Two Bayelsa-based Ijaw youth groups; Ijaw Monitoring Group (IMG) and the Niger Delta Peace Advocacy Group (NDPAG), have condemned attempts by some people in the region to derail the succession order at the Niger Delta Development Commission (NDDC).
IMG and NDPAG categorically described recent protests and calls by youths in some of the states in the region for the confirmation of the Professor Nelson Brambaifa-led management team by President Muhammadu Buhari as mischievous and an attempt to break the harmony existing among the states of the region.
In a statement jointly issued by the leaders of IMG and NDPAG, Birinemigha Dennis and Bekesuo Adigo respectively in Warri, the groups frowned at the protests, alleging they were sponsored by the Acting Managing Director of the NDDC, to hoodwink the Federal Government into confirming him, against the act establishing the commission.
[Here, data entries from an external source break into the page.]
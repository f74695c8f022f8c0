use std::fs;
use std::io::{self, Write};
use std::path::{Path, PathBuf};

use extractor_logging::{extractor_info, extractor_warn};
use tempfile::NamedTempFile;
use thiserror::Error;

use crate::types::UrlSet;

/// File name suggested when saving extracted URLs.
pub const DEFAULT_OUTPUT_FILENAME: &str = "extracted_urls.txt";
/// Extension appended to a chosen save path that has none.
pub const DEFAULT_OUTPUT_EXTENSION: &str = "txt";

#[derive(Debug, Error)]
pub enum PersistError {
    #[error("not a file path: {}", .0.display())]
    InvalidPath(PathBuf),
    #[error("cannot write {}: {source}", .path.display())]
    Write { path: PathBuf, source: io::Error },
    #[error("cannot read {}: {source}", .path.display())]
    Read { path: PathBuf, source: io::Error },
}

impl PersistError {
    pub fn path(&self) -> &Path {
        match self {
            PersistError::InvalidPath(path)
            | PersistError::Write { path, .. }
            | PersistError::Read { path, .. } => path,
        }
    }
}

/// Append `extension` when `path` has none, the way a save dialog does.
pub fn with_default_extension(path: &Path, extension: &str) -> PathBuf {
    if path.extension().is_some() {
        path.to_path_buf()
    } else {
        path.with_extension(extension)
    }
}

/// One URL per line, each terminated by `\n`.
pub fn format_url_list<I, S>(urls: I) -> String
where
    I: IntoIterator<Item = S>,
    S: AsRef<str>,
{
    let mut out = String::new();
    for url in urls {
        out.push_str(url.as_ref());
        out.push('\n');
    }
    out
}

/// Write the URL list to `path`, replacing any existing file.
///
/// The list goes to a temp file next to `path` and is renamed over it, so a
/// failed save leaves any previous file intact. Entries are written verbatim:
/// one holding a line break reads back as several entries.
pub fn write_url_list<I, S>(path: &Path, urls: I) -> Result<PathBuf, PersistError>
where
    I: IntoIterator<Item = S>,
    S: AsRef<str>,
{
    if path.file_name().is_none() {
        return Err(PersistError::InvalidPath(path.to_path_buf()));
    }
    let dir = match path.parent() {
        Some(parent) if !parent.as_os_str().is_empty() => parent,
        _ => Path::new("."),
    };

    let urls: Vec<S> = urls.into_iter().collect();
    for url in &urls {
        let url: &str = url.as_ref();
        if url.contains(['\n', '\r']) {
            extractor_warn!("URL {:?} contains a line break and will not read back as one", url);
        }
    }
    let content = format_url_list(&urls);

    let write_err = |source| PersistError::Write {
        path: path.to_path_buf(),
        source,
    };
    let mut tmp = NamedTempFile::new_in(dir).map_err(write_err)?;
    tmp.write_all(content.as_bytes()).map_err(write_err)?;
    tmp.as_file_mut().sync_all().map_err(write_err)?;
    tmp.persist(path).map_err(|e| write_err(e.error))?;

    extractor_info!("Wrote {} url(s) to {:?}", urls.len(), path);
    Ok(path.to_path_buf())
}

/// Read a saved URL list back into a set. Accepts `\n` and `\r\n` line endings.
pub fn read_url_list(path: &Path) -> Result<UrlSet, PersistError> {
    let content = fs::read_to_string(path).map_err(|source| PersistError::Read {
        path: path.to_path_buf(),
        source,
    })?;
    Ok(content.lines().map(ToOwned::to_owned).collect())
}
The groups, which pointed it out that it is now the turn of Delta state to, statutorily, produce the occupiers of both offices of the Chairman and Managing Director of the NDDC, alleged the commission, under the watch of Prof. Braimbraifa, had not added value to the lives of Niger Delta people, and warned against such protest in Bayelsa again.
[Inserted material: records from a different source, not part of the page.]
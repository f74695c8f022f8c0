use crate::{Alert, AppState, Effect, Msg, PassStats, SavedList};

/// Pure update function: applies a message to state and returns any effects.
pub fn update(mut state: AppState, msg: Msg) -> (AppState, Vec<Effect>) {
    let effects = match msg {
        Msg::FilesSelected(files) => {
            // Cancelled dialog: keep whatever was loaded before.
            if files.is_empty() {
                return (state, Vec::new());
            }
            state.clear_alert();
            state.set_loaded_files(files);
            vec![extract_effect(&state)]
        }
        Msg::FolderSelected(folder) => {
            state.clear_alert();
            vec![Effect::ScanFolder { folder }]
        }
        Msg::FolderScanned { folder, files } => {
            if files.is_empty() {
                state.set_loaded_files(Vec::new());
                state.raise(Alert::NoJsonFilesFound { folder });
                Vec::new()
            } else {
                state.set_loaded_files(files);
                vec![extract_effect(&state)]
            }
        }
        Msg::FolderScanFailed { folder, message } => {
            state.raise(Alert::FolderUnreadable { folder, message });
            Vec::new()
        }
        Msg::ExtractClicked => {
            state.clear_alert();
            if state.loaded_files().is_empty() {
                state.raise(Alert::NoFilesLoaded);
                Vec::new()
            } else {
                vec![extract_effect(&state)]
            }
        }
        Msg::ExtractionFinished {
            urls,
            files_read,
            skipped,
        } => {
            let stats = PassStats {
                files_read,
                skipped: skipped.len(),
            };
            state.replace_urls(urls, stats);
            if !skipped.is_empty() {
                state.raise(Alert::FilesSkipped(skipped));
            }
            Vec::new()
        }
        Msg::ExtractionFailed(failure) => {
            state.raise(Alert::ExtractionAborted(failure));
            Vec::new()
        }
        Msg::SaveClicked => {
            state.clear_alert();
            if state.urls().is_empty() {
                state.raise(Alert::NoUrlsExtracted);
                Vec::new()
            } else {
                vec![Effect::PromptSavePath]
            }
        }
        Msg::SavePathChosen(None) => Vec::new(),
        Msg::SavePathChosen(Some(path)) => {
            if state.urls().is_empty() {
                state.raise(Alert::NoUrlsExtracted);
                Vec::new()
            } else {
                vec![Effect::WriteUrls {
                    path,
                    urls: state.urls().iter().cloned().collect(),
                }]
            }
        }
        Msg::SaveFinished { path, url_count } => {
            state.record_saved(SavedList { path, url_count });
            Vec::new()
        }
        Msg::SaveFailed { path, message } => {
            state.raise(Alert::SaveFailed { path, message });
            Vec::new()
        }
        Msg::PolicyChanged(policy) => {
            state.clear_alert();
            state.set_policy(policy);
            Vec::new()
        }
        Msg::NoOp => Vec::new(),
    };

    (state, effects)
}

fn extract_effect(state: &AppState) -> Effect {
    Effect::ExtractUrls {
        files: state.loaded_files().to_vec(),
        policy: state.policy(),
    }
}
Calling on President Mohammadu Buhari to do the needful, the groups said “without sentiment, the positions of the Chairman and Managing Director are the rights of the people of Delta State and does not call for debate taking a critical look at the Act establishing the commission in 2000.
“This Commission was not established for political patronage rather it was put in place to address the developmental needs of the Niger Delta people after years of neglect by successive governments so as to curb the violence which erupted in the region during the genuine struggle of the people for the development of their communities.
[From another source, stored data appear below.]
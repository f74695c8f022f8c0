use std::collections::BTreeSet;

use crate::extract::ExtractError;

/// Deduplicated link texts. Ordered only so output is deterministic.
pub type UrlSet = BTreeSet<String>;

/// What an extraction pass does when a file cannot be read or parsed.
#[derive(Debug, Clone, Copy, PartialEq, Eq, Default)]
pub enum FailurePolicy {
    /// Abort the whole pass on the first failure.
    #[default]
    FailFast,
    /// Record the failure and continue with the remaining files.
    SkipAndContinue,
}

#[derive(Debug, Default)]
pub struct ExtractionReport {
    pub urls: UrlSet,
    pub files_read: usize,
    pub skipped: Vec<ExtractError>,
}
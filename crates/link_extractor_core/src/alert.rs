use std::fmt;
use std::path::PathBuf;

use crate::FileFailure;

#[derive(Debug, Clone, Copy, PartialEq, Eq)]
pub enum Severity {
    Warning,
    Error,
}

/// User-visible notice raised by the last action.
#[derive(Debug, Clone, PartialEq, Eq)]
pub enum Alert {
    NoFilesLoaded,
    NoJsonFilesFound { folder: PathBuf },
    NoUrlsExtracted,
    FolderUnreadable { folder: PathBuf, message: String },
    /// Pass finished but these files were skipped.
    FilesSkipped(Vec<FileFailure>),
    /// Pass aborted; the previous URL list is kept.
    ExtractionAborted(FileFailure),
    SaveFailed { path: PathBuf, message: String },
}

impl Alert {
    pub fn severity(&self) -> Severity {
        match self {
            Alert::NoFilesLoaded
            | Alert::NoJsonFilesFound { .. }
            | Alert::NoUrlsExtracted
            | Alert::FilesSkipped(_) => Severity::Warning,
            Alert::FolderUnreadable { .. }
            | Alert::ExtractionAborted(_)
            | Alert::SaveFailed { .. } => Severity::Error,
        }
    }
}

impl fmt::Display for Alert {
    fn fmt(&self, f: &mut fmt::Formatter<'_>) -> fmt::Result {
        match self {
            Alert::NoFilesLoaded => write!(f, "No files loaded."),
            Alert::NoJsonFilesFound { folder } => {
                write!(f, "No JSON files found in {}.", folder.display())
            }
            Alert::NoUrlsExtracted => write!(f, "No URLs extracted."),
            Alert::FolderUnreadable { folder, message } => {
                write!(f, "Could not read folder {}: {message}", folder.display())
            }
            Alert::FilesSkipped(failures) => {
                write!(f, "Skipped {} file(s):", failures.len())?;
                for failure in failures {
                    write!(f, "\n  {failure}")?;
                }
                Ok(())
            }
            Alert::ExtractionAborted(failure) => {
                write!(f, "Extraction aborted, previous results kept. {failure}")
            }
            Alert::SaveFailed { path, message } => {
                write!(f, "Could not save to {}: {message}", path.display())
            }
        }
    }
}
mod app;
mod effects;
mod ui;

fn main() -> anyhow::Result<()> {
    app::run_app()
}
“The NDDC is statutorily charged with the responsibility of formulating policies and guidelines for the development and rehabilitation of the region which, of course, is the crux of its core mandate.
“However, since inception, it has been managed and administered by qualified indigenes, who were appointed based on a classified and established mode of engagement as entrenched in its establishment Act for purposes of justice, fairness and equitable representation of member states of the commission for the avoidance of dominance and marginalization of anyone state against the other etc.
“The NDDC establishment Act, 2000 in part IV, Sec. 12 (1) states that – “There shall be for the commission, a Managing Director and two Executive Directors
who shall be indigenes of Oil producing areas starting with the member states of the commission with the highest production quantum of Oil and shall rotate amongst member states in order of production”, the statement said.